L’état de santé de Assange est préoccupant. Après que le Rapporteur Spécial de l’ONU sur la torture Nils Melzer ait certifié comme « torture psychologique » la persécution dont souffre Assange depuis près d’une décennie, 65 médecins et spécialistes du monde entier ont signé un document dans lequel ils demandent une intervention médicale « urgente » pour préserver la santé du détenu en le transférant dans un hôpital situé en dehors de Belmarsh. Les États européens, députés indignes du shérif, n’ont pas été touchés par cette nouvelle.

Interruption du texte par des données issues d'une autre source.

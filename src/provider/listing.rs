//! Model listing for the local Ollama server.

use anyhow::{Context, Result};
use colored::Colorize;

use super::resolve::resolve_model;
use crate::config::Config;

/// Print the models the local Ollama server has pulled, marking the one in use.
pub async fn list_models(config: &Config) -> Result<()> {
    let selection = resolve_model(None, None, config)?;
    let current = &selection.model;

    println!("{}", "ollama models:".bold());
    match list_ollama_models(config).await {
        Ok(models) if models.is_empty() => {
            println!("  (no models found -- run `ollama pull {}`)", current);
        }
        Ok(models) => {
            for model in &models {
                let marker = if model == current { " (default)" } else { "" };
                println!("  {model}{marker}");
            }
        }
        Err(err) => {
            tracing::warn!(%err, "could not query ollama");
            println!("  (ollama not running)");
        }
    }

    Ok(())
}

/// Query Ollama's local API for available models.
async fn list_ollama_models(config: &Config) -> Result<Vec<String>> {
    let base_url = config
        .provider_entry("ollama")
        .and_then(|o| o.base_url.as_deref())
        .unwrap_or(crate::constants::OLLAMA_DEFAULT_BASE_URL);

    let url = format!("{}/api/tags", base_url.trim_end_matches('/'));

    let resp: serde_json::Value = reqwest::get(&url)
        .await
        .with_context(|| format!("Failed to reach {url}"))?
        .json()
        .await?;

    Ok(model_names(&resp))
}

fn model_names(resp: &serde_json::Value) -> Vec<String> {
    resp["models"]
        .as_array()
        .map(|arr| {
            arr.iter()
                .filter_map(|m| m["name"].as_str().map(String::from))
                .collect()
        })
        .unwrap_or_default()
}

#[cfg(test)]
mod tests {
    use super::*;
    use serde_json::json;

    #[test]
    fn test_model_names_from_tags_response() {
        let resp = json!({
            "models": [
                {"name": "llama3.1:8b-instruct-q4_0", "size": 1},
                {"name": "mistral-nemo:latest"},
                {"size": 3}
            ]
        });
        assert_eq!(
            model_names(&resp),
            vec!["llama3.1:8b-instruct-q4_0", "mistral-nemo:latest"]
        );
    }

    #[test]
    fn test_model_names_tolerates_unexpected_shape() {
        assert!(model_names(&json!({"error": "nope"})).is_empty());
    }
}
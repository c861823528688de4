//! Child process execution with streamed output.
//!
//! Stdout is forwarded line by line as it arrives. Stderr is drained
//! concurrently so the child never blocks on a full pipe, and is shown as a
//! single block once stdout has closed.
//!
//! With a timeout configured the shell leads its own process group, so a
//! timeout kills everything it started and not just the shell itself. Such
//! a command is not in the terminal's foreground group and cannot read from
//! the terminal.

use std::io;
use std::process::Stdio;
use std::time::Duration;

use tokio::io::{AsyncBufReadExt, AsyncRead, AsyncReadExt, BufReader};
use tokio::process::{ChildStdout, Command};
use tokio::time::Instant;
use tracing::{debug, info, warn};

use super::error::GateError;
use super::ExecutionResult;
use crate::output::Renderer;

/// Runner settings.
#[derive(Debug, Clone)]
pub struct RunnerConfig {
    /// Shell used as `<shell> -c <command>`.
    pub shell: String,
    /// Hard limit on the child's lifetime. `None` waits indefinitely.
    pub timeout: Option<Duration>,
}

impl Default for RunnerConfig {
    fn default() -> Self {
        Self {
            shell: crate::constants::DEFAULT_SHELL.to_string(),
            timeout: None,
        }
    }
}

/// Spawns vetted commands and collects their output.
pub struct ExecutionRunner {
    config: RunnerConfig,
}

impl ExecutionRunner {
    pub fn new(config: RunnerConfig) -> Self {
        Self { config }
    }

    /// Run `command` through the shell, streaming output to `renderer`.
    ///
    /// Never returns an error: spawn problems, non-zero exits and timeouts
    /// all come back as a failed [`ExecutionResult`].
    pub async fn run(&self, command: &str, renderer: &mut dyn Renderer) -> ExecutionResult {
        let mut cmd = Command::new(&self.config.shell);
        cmd.arg("-c")
            .arg(command)
            .stdin(Stdio::inherit())
            .stdout(Stdio::piped())
            .stderr(Stdio::piped())
            .kill_on_drop(true);
        #[cfg(unix)]
        if self.config.timeout.is_some() {
            cmd.process_group(0);
        }

        let mut child = match cmd.spawn() {
            Ok(child) => child,
            Err(err) => {
                warn!(%err, command, "failed to spawn command");
                return ExecutionResult::failed(GateError::SpawnFailure(err.to_string()));
            }
        };

        let (Some(stdout), Some(stderr)) = (child.stdout.take(), child.stderr.take()) else {
            return ExecutionResult::failed(GateError::SpawnFailure(
                "child output pipes unavailable".to_string(),
            ));
        };

        let pid = child.id();
        debug!(pid, command, "spawned command");

        let mut captured = Vec::new();
        let work = async {
            let (streamed, drained) = tokio::join!(
                stream_lines(stdout, &mut *renderer, &mut captured),
                drain(stderr)
            );
            streamed?;
            let stderr_bytes = drained?;
            let status = child.wait().await?;
            Ok::<_, io::Error>((stderr_bytes, status))
        };

        let outcome = match self.config.timeout {
            Some(limit) => tokio::time::timeout_at(Instant::now() + limit, work)
                .await
                .map_err(|_| limit),
            None => Ok(work.await),
        };

        let (stderr_bytes, status) = match outcome {
            Ok(Ok(done)) => done,
            Ok(Err(err)) => {
                warn!(%err, command, "lost contact with child process");
                if let Err(kill_err) = child.kill().await {
                    debug!(%kill_err, "kill after pipe error failed");
                }
                return ExecutionResult {
                    succeeded: false,
                    captured_output: captured,
                    exit_status: -1,
                    failure: Some(GateError::RuntimeFailure { exit_status: -1 }),
                };
            }
            Err(limit) => {
                warn!(command, ?limit, "command timed out, killing");
                #[cfg(unix)]
                if let Some(pgid) = pid {
                    kill_process_group(pgid);
                }
                if let Err(err) = child.kill().await {
                    warn!(%err, "failed to kill timed out command");
                }
                return ExecutionResult {
                    succeeded: false,
                    captured_output: captured,
                    exit_status: -1,
                    failure: Some(GateError::TimedOut(limit)),
                };
            }
        };

        let stderr_text = String::from_utf8_lossy(&stderr_bytes).into_owned();
        if !stderr_text.is_empty() {
            renderer.render_token(&stderr_text);
            captured.push(stderr_text.clone());
        }

        // signalled processes have no exit code
        let exit_status = status.code().unwrap_or(-1);
        info!(command, exit_status, "command finished");

        if status.success() {
            return ExecutionResult {
                succeeded: true,
                captured_output: captured,
                exit_status,
                failure: None,
            };
        }

        let failure = match exit_status {
            SHELL_NOT_FOUND => GateError::SpawnFailure(format!(
                "command not found: {}",
                shell_complaint(&stderr_text, command)
            )),
            SHELL_NOT_EXECUTABLE => GateError::SpawnFailure(format!(
                "permission denied: {}",
                shell_complaint(&stderr_text, command)
            )),
            _ => GateError::RuntimeFailure { exit_status },
        };
        ExecutionResult {
            succeeded: false,
            captured_output: captured,
            exit_status,
            failure: Some(failure),
        }
    }
}

/// POSIX shell exit status when the command could not be found.
const SHELL_NOT_FOUND: i32 = 127;
/// POSIX shell exit status when the command was found but not executable.
const SHELL_NOT_EXECUTABLE: i32 = 126;

/// The shell's own message, or the command when it printed nothing.
fn shell_complaint<'a>(stderr: &'a str, command: &'a str) -> &'a str {
    match stderr.trim() {
        "" => command,
        message => message,
    }
}

#[cfg(unix)]
fn kill_process_group(pgid: u32) {
    use nix::sys::signal::{killpg, Signal};
    use nix::unistd::Pid;

    if let Err(err) = killpg(Pid::from_raw(pgid as i32), Signal::SIGKILL) {
        debug!(%err, pgid, "failed to kill process group");
    }
}

/// Forward stdout to the renderer one line at a time, newline kept.
async fn stream_lines(
    stdout: ChildStdout,
    renderer: &mut dyn Renderer,
    captured: &mut Vec<String>,
) -> io::Result<()> {
    let mut reader = BufReader::new(stdout);
    let mut buf = Vec::new();
    loop {
        buf.clear();
        if reader.read_until(b'\n', &mut buf).await? == 0 {
            return Ok(());
        }
        let line = String::from_utf8_lossy(&buf).into_owned();
        renderer.render_token(&line);
        captured.push(line);
    }
}

async fn drain(mut pipe: impl AsyncRead + Unpin) -> io::Result<Vec<u8>> {
    let mut buf = Vec::new();
    pipe.read_to_end(&mut buf).await?;
    Ok(buf)
}

#[cfg(test)]
mod tests {
    use super::*;
    use crate::output::BufferRenderer;

    fn runner() -> ExecutionRunner {
        ExecutionRunner::new(RunnerConfig::default())
    }

    #[tokio::test]
    async fn test_multiline_stdout_is_captured_in_order() {
        let mut renderer = BufferRenderer::new();
        let result = runner()
            .run("printf 'one\\ntwo\\nthree\\n'", &mut renderer)
            .await;

        assert!(result.succeeded);
        assert_eq!(result.exit_status, 0);
        assert_eq!(result.captured_output, vec!["one\n", "two\n", "three\n"]);
        assert_eq!(renderer.text(), "one\ntwo\nthree\n");
        assert!(result.failure.is_none());
    }

    #[tokio::test]
    async fn test_non_zero_exit_is_reported() {
        let mut renderer = BufferRenderer::new();
        let result = runner().run("exit 2", &mut renderer).await;

        assert!(!result.succeeded);
        assert_eq!(result.exit_status, 2);
        assert_eq!(
            result.failure,
            Some(GateError::RuntimeFailure { exit_status: 2 })
        );
    }

    #[tokio::test]
    async fn test_stderr_follows_stdout_as_one_block() {
        let mut renderer = BufferRenderer::new();
        let result = runner()
            .run("echo oops >&2; echo a; echo b; echo again >&2", &mut renderer)
            .await;

        assert!(result.succeeded);
        assert_eq!(
            result.captured_output,
            vec!["a\n", "b\n", "oops\nagain\n"]
        );
    }

    #[tokio::test]
    async fn test_large_stderr_does_not_deadlock() {
        let mut renderer = BufferRenderer::new();
        let config = RunnerConfig {
            timeout: Some(Duration::from_secs(20)),
            ..RunnerConfig::default()
        };
        // 200k of stderr overflows any pipe buffer before stdout closes
        let result = ExecutionRunner::new(config)
            .run(
                "head -c 200000 /dev/zero | tr '\\0' 'x' >&2; echo done",
                &mut renderer,
            )
            .await;

        assert!(result.succeeded, "{:?}", result.failure);
        assert_eq!(result.captured_output[0], "done\n");
        assert_eq!(result.captured_output[1].len(), 200_000);
    }

    #[tokio::test]
    async fn test_missing_binary_inside_shell_is_spawn_failure() {
        let mut renderer = BufferRenderer::new();
        let result = runner()
            .run("definitely_not_a_real_binary_xyz --flag", &mut renderer)
            .await;

        assert!(!result.succeeded);
        assert_eq!(result.exit_status, 127);
        match &result.failure {
            Some(GateError::SpawnFailure(reason)) => {
                assert!(reason.starts_with("command not found: "), "{}", reason);
                assert!(reason.contains("definitely_not_a_real_binary_xyz"), "{}", reason);
            }
            other => panic!("expected SpawnFailure, got {:?}", other),
        }
        assert!(result.output().contains("not found"));
    }

    #[tokio::test]
    async fn test_non_executable_file_is_spawn_failure() {
        let dir = tempfile::tempdir().unwrap();
        let script = dir.path().join("script.sh");
        std::fs::write(&script, "echo hi\n").unwrap();

        let mut renderer = BufferRenderer::new();
        let result = runner()
            .run(&script.display().to_string(), &mut renderer)
            .await;

        assert_eq!(result.exit_status, 126);
        match &result.failure {
            Some(GateError::SpawnFailure(reason)) => {
                assert!(reason.starts_with("permission denied: "), "{}", reason);
            }
            other => panic!("expected SpawnFailure, got {:?}", other),
        }
    }

    #[test]
    fn test_shell_complaint_falls_back_to_command() {
        assert_eq!(shell_complaint("  \n", "foo"), "foo");
        assert_eq!(shell_complaint("sh: foo: not found\n", "foo"), "sh: foo: not found");
    }

    #[tokio::test]
    async fn test_missing_shell_is_spawn_failure() {
        let mut renderer = BufferRenderer::new();
        let config = RunnerConfig {
            shell: "/nonexistent/shell/xyz".to_string(),
            timeout: None,
        };
        let result = ExecutionRunner::new(config).run("ls", &mut renderer).await;

        assert!(!result.succeeded);
        assert_eq!(result.exit_status, -1);
        match result.failure {
            Some(GateError::SpawnFailure(reason)) => assert!(!reason.is_empty()),
            other => panic!("expected SpawnFailure, got {:?}", other),
        }
    }

    #[tokio::test]
    async fn test_timeout_kills_child_and_keeps_partial_output() {
        let mut renderer = BufferRenderer::new();
        let config = RunnerConfig {
            timeout: Some(Duration::from_millis(300)),
            ..RunnerConfig::default()
        };
        let started = std::time::Instant::now();
        let result = ExecutionRunner::new(config)
            .run("echo early; sleep 10; echo late", &mut renderer)
            .await;

        assert!(started.elapsed() < Duration::from_secs(5));
        assert!(!result.succeeded);
        assert_eq!(
            result.failure,
            Some(GateError::TimedOut(Duration::from_millis(300)))
        );
        assert_eq!(result.captured_output, vec!["early\n"]);
    }

    /// True once `pid` is gone or only a zombie awaiting its reaper.
    #[cfg(target_os = "linux")]
    fn is_dead(pid: i32) -> bool {
        match std::fs::read_to_string(format!("/proc/{pid}/stat")) {
            Err(_) => true,
            Ok(stat) => stat
                .rsplit_once(')')
                .is_some_and(|(_, rest)| rest.trim_start().starts_with('Z')),
        }
    }

    #[cfg(target_os = "linux")]
    #[tokio::test]
    async fn test_timeout_kills_background_children() {
        let mut renderer = BufferRenderer::new();
        let config = RunnerConfig {
            timeout: Some(Duration::from_millis(300)),
            ..RunnerConfig::default()
        };
        let result = ExecutionRunner::new(config)
            .run("sleep 30 & echo $!; wait", &mut renderer)
            .await;

        assert!(matches!(result.failure, Some(GateError::TimedOut(_))));
        let sleeper: i32 = result.captured_output[0].trim().parse().unwrap();

        let deadline = std::time::Instant::now() + Duration::from_secs(5);
        while !is_dead(sleeper) && std::time::Instant::now() < deadline {
            tokio::time::sleep(Duration::from_millis(50)).await;
        }
        assert!(is_dead(sleeper), "background child {} outlived the timeout", sleeper);
    }
}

Lors d’une conférence de presse la semaine dernière à Berlin, le rapporteur Nils Melzer a expliqué sa dernière rencontre avec les responsables du Département des Droits de l’Homme du Ministère allemand des Affaires Étrangères. Tout au long du mois d’octobre, certains journalistes ont demandé au gouvernement allemand son avis sur le rapport du rapporteur, qui qualifie le traitement de Assange de « torture », sans obtenir de réponse. Lors de leur rencontre avec des responsables allemands le 26 mai, ils ont ouvertement reconnu à Melzer qu’ils n’avaient même pas pris la peine de lire son rapport du 31 mai. En même temps, dans la lointaine Australie, patrie de Assange, où les hommes politiques se sont complètement dissociés de toute initiative de défense et ont coopéré à la persécution, le député Barnaby Joyce s’est vu retirer la parole pendant son discours au milieu de la session parlementaire quand il a crié pour la défense de Assange dans sa double qualité de journaliste et de citoyen australien.

La main de l’empire est vraiment longue, mais quelle que soit l’ampleur de sa victoire, le principe reste là avec sa vérité irréfutable : ce sont ceux qui sont accusés ou impliqués dans des crimes de guerre qui doivent être jugés et emprisonnés, et non les courageux qui ont apporté la preuve de ces crimes.